Lors du sommet de l'Union Africaine qui s'est ouvert à Addis-Abeba le dimanche 28 janvier 2018, nos confrères de RFI ont interviewé le Secrétaire Général de l'ONU, monsieur Antonio Guterrez à propos des missions des casques bleus de l'ONU.
Abordant le point de la MONUSCO, Mission de l'ONU en RD Congo, nos confrères ont posé la question suivante au Secrétaire Général de l'ONU:
" Au Congo-Kinshasa le Président Kabila a eu des mots durs contre la force MONUSCO or dans votre mandat dans ce pays, il y a notamment l'organisation des élections. Est-ce que cette partie de votre mandat embarrasse le Président Kabila? Est-ce la raison pour laquelle il menace à demi-mot la MONUSCO?
Réponse du Secrétaire Général de l'ONU:
"Je crois que ce n'est pas la première fois, c'est toujours facile quand les choses ne vont pas bien d'essayer d'avoir un bouc émissaire...". Puis petit rire.
"Les choses ne vont pas bien". Si un si haut responsable se permet de dire cela de la gestion d'un dirigeant, cela veut dire que le dirigeant a vraiment échoué.
Joseph Kabila ne l'a-t-il vraiment pas cherché?
En improvisant sa conférence de presse du 26 janvier 2018, pour célébrer ses 17 ans de présence à la tête du grand Congo, le désormais Président hors Mandat Joseph Kabila n'a sans doute pas mesuré la portée de son acte.
Muet comme une carpe durant des années, Joseph Kabila a compris qu'au niveau actuel de la situation politique congolaise, il ne pouvait plus se permettre de rester silencieux, en envoyant régulièrement ses nombreux perroquets ânonner ce que lui le maître voulait bien communiquer.
Il devait désormais parler lui-même.
Malheureusement, cela est mortel pour le régime de Kabila. Pourquoi?
La situation actuelle en RD Congo est une situation de guerre qui ne dit pas son nom: Guerre Kabila-Peuple.
Pourquoi?
En se maintenant à la tête du pays sans mandat, c'est une violation de la constitution, la loi des lois, la volonté du souverain primaire. Le peuple ne peut que chercher à se révolter, à se battre contre l'imposteur, à appliquer l'article 64 de la constitution. Ce qui arrive actuellement...

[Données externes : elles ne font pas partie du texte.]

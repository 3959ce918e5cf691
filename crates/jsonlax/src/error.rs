//! Error types raised by the decoder.
//!
//! Every failure is a single immutable [`ParseError`] carrying a payload
//! describing what went wrong plus the 1-based line and column where it was
//! detected. Callers that need to branch on the class of failure use
//! [`ParseError::kind`] rather than matching on message text.

use core::fmt;

use thiserror::Error;

use crate::options::OptionsError;

/// An error raised while setting up or running a parse.
///
/// Rendered as `<message> at line <line> column <column>`; errors detected
/// before any byte is scanned (absent input, invalid option combinations)
/// carry no position and render as the bare message.
#[derive(Debug, Clone, PartialEq, Eq)]
pub struct ParseError {
    pub(crate) source: ErrorSource,
    pub(crate) line: usize,
    pub(crate) column: usize,
}

impl ParseError {
    pub(crate) fn new(source: ErrorSource, line: usize, column: usize) -> Self {
        Self { source, line, column }
    }

    /// An error with no position, raised before scanning begins.
    pub(crate) fn unlocated(source: ErrorSource) -> Self {
        Self { source, line: 0, column: 0 }
    }

    /// The programmatic classification of this error.
    #[must_use]
    pub fn kind(&self) -> ErrorKind {
        match &self.source {
            ErrorSource::InvalidInput(_) => ErrorKind::InvalidInput,
            ErrorSource::Syntax(_) => ErrorKind::Syntax,
            ErrorSource::NestingTooDeep(_) => ErrorKind::NestingTooDeep,
            ErrorSource::Encoding { .. } => ErrorKind::Encoding,
            ErrorSource::Options(_) => ErrorKind::Options,
            ErrorSource::UnknownAddition(_) | ErrorSource::AdditionFailed(..) => {
                ErrorKind::Addition
            }
        }
    }

    /// 1-based line of the failure, or 0 when the error has no position.
    #[must_use]
    pub fn line(&self) -> usize {
        self.line
    }

    /// 1-based column of the failure, or 0 when the error has no position.
    #[must_use]
    pub fn column(&self) -> usize {
        self.column
    }
}

impl fmt::Display for ParseError {
    fn fmt(&self, f: &mut fmt::Formatter<'_>) -> fmt::Result {
        if self.line == 0 {
            self.source.fmt(f)
        } else {
            write!(f, "{} at line {} column {}", self.source, self.line, self.column)
        }
    }
}

impl core::error::Error for ParseError {}

/// Coarse error classification for programmatic handling.
#[derive(Debug, Clone, Copy, PartialEq, Eq, Hash)]
pub enum ErrorKind {
    /// The supplied input is not parseable text or bytes at all.
    InvalidInput,
    /// A grammar or lexical violation in otherwise scannable input.
    Syntax,
    /// The configured nesting limit was exceeded.
    NestingTooDeep,
    /// A caller encoding assertion is violated by the actual byte content.
    Encoding,
    /// The option set failed validation before scanning.
    Options,
    /// Tagged reconstruction referenced an unknown type or failed.
    Addition,
}

/// The payload of a [`ParseError`].
#[derive(Debug, Clone, PartialEq, Eq, Error)]
pub enum ErrorSource {
    /// No scannable input was supplied.
    #[error("invalid input: {0}")]
    InvalidInput(&'static str),
    /// A lexical or structural violation.
    #[error("{0}")]
    Syntax(#[from] SyntaxError),
    /// Container depth exceeded the configured limit.
    #[error("nesting of {0} is too deep")]
    NestingTooDeep(usize),
    /// A byte incompatible with the asserted input encoding.
    #[error("invalid byte {byte:#04x} for {assertion} input")]
    Encoding {
        /// Human-readable name of the asserted encoding.
        assertion: &'static str,
        /// The offending byte.
        byte: u8,
    },
    /// The option set is inconsistent.
    #[error("{0}")]
    Options(#[from] OptionsError),
    /// A tagged object named a type with no registered reconstruction.
    #[error("no addition registered for type {0:?}")]
    UnknownAddition(String),
    /// A registered reconstruction function reported a failure.
    #[error("addition {0:?} failed: {1}")]
    AdditionFailed(String, String),
}

/// Lexical and grammatical violations.
///
/// Variants that quote source text hold a snippet already truncated to a
/// small fixed number of codepoints, so messages stay bounded regardless of
/// input size.
#[derive(Debug, Clone, PartialEq, Eq, Error)]
pub enum SyntaxError {
    /// A byte sequence that cannot start any token.
    #[error("unexpected character: '{0}'")]
    UnexpectedCharacter(String),
    /// A well-formed token in a position the grammar does not allow.
    #[error("unexpected token {0}")]
    UnexpectedToken(&'static str),
    /// Input ended while a value was still expected.
    #[error("unexpected end of input")]
    UnexpectedEndOfInput,
    /// A specific token was required and something else appeared.
    #[error("expected {expected}, got: {got}")]
    Expected {
        /// What the grammar required at this point.
        expected: &'static str,
        /// The token that appeared instead.
        got: &'static str,
    },
    /// A number literal violating the JSON number grammar.
    #[error("invalid number: '{0}'")]
    InvalidNumber(String),
    /// A backslash escape other than the recognized set.
    #[error("invalid escape sequence: '{0}'")]
    InvalidEscape(String),
    /// A `\u` escape without exactly four hex digits.
    #[error("invalid unicode escape: '{0}'")]
    InvalidUnicodeEscape(String),
    /// A raw control byte inside a string literal.
    #[error("unescaped control character in string")]
    ControlCharacter,
    /// Input ended inside a string literal.
    #[error("unterminated string")]
    UnterminatedString,
    /// Input ended inside a block comment.
    #[error("unterminated block comment")]
    UnterminatedComment,
    /// A separator before a closing bracket without the option allowing it.
    #[error("trailing comma before '{0}'")]
    TrailingComma(char),
    /// A repeated object key under the rejecting policy.
    #[error("duplicate key \"{0}\"")]
    DuplicateKey(String),
    /// Non-whitespace content after the top-level value.
    #[error("unexpected content after top-level value: '{0}'")]
    TrailingContent(String),
}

- Durant des années, Joseph Kabila s'est lourdement armé pour se maintenir au pouvoir. Il était convaincu que pour être déboulonné, ses ennemis que sont les partis politiques et la société civile devaient un jour ou l'autre recourir à la force des armes. Là, il se sentait fort. Il ne ferait qu'une bouchée des éventuels apprentis-rebelles.
Il pouvait ainsi avec toute l'arrogance, traficoter la constitution, piétiner les accords, acheter des opposants désargentés ou cupides, imposer des lois iniques, mener du bout du nez la CENI, Commission Électorale Nationale (dite) Indépendante, imposer des élections à sa façon... Rien ne lui arriverait, pensait-il.
- Joseph Kabila et ses acolytes ont peut-être perdu de vue que pour gagner la guerre, la kalachnikov est peut-être utile, mais pas suffisante. Il y a un volet important dans la guerre qu'ils ont sous-estimé: c'est la communication. Qui dit communication, dit, l'art de la parole.
Les mensonges de ses perroquets ayant atteint leurs limites, lui le commandant suprême de la soit-disant "Majorité Présidentielle" a été contraint de descendre dans l'arène, et de s'essayer à l'art de la parole.
Hélas, durant tout le temps où lui achetait des fusils et des chars de combat, ses adversaires occupaient le terrain de la communication par la presse, les prêches des prêtres, le combat civique de la société civile et des défenseurs des Droits de l'Homme...
Maintenant que Joseph Kabila est arrivé sur le terrain de l'art oratoire, le maestro congolais en la matière avait déjà miné le terrain, entendez: le Cardinal Monsengwo.
Or, le cardinal Monsengwo n'est pas seul. Derrière lui, il y a les évêques, derrière les évêques, il y a les prêtres, derrières les prêtres, il y a les laïcs chrétiens, derrière les laïcs chrétiens, il y a tous les chrétiens, et derrières les chrétiens, il y a les 80 millions de Congolais qui souffrent, qui se reconnaissent dans ce combat pour la liberté, pour chasser la dictature...
Oui, ce que veut aujourd'hui défier Joseph Kabila, c'est une véritable armée: et c'est trop tard.
Kabila et ses acolytes ne sont pas armés pour ce combat. Il n'y avait qu'à voir la tête des Kabilistes lors de l’homélie du Pasteur Ekofo... Un autre as de l'art de la parole.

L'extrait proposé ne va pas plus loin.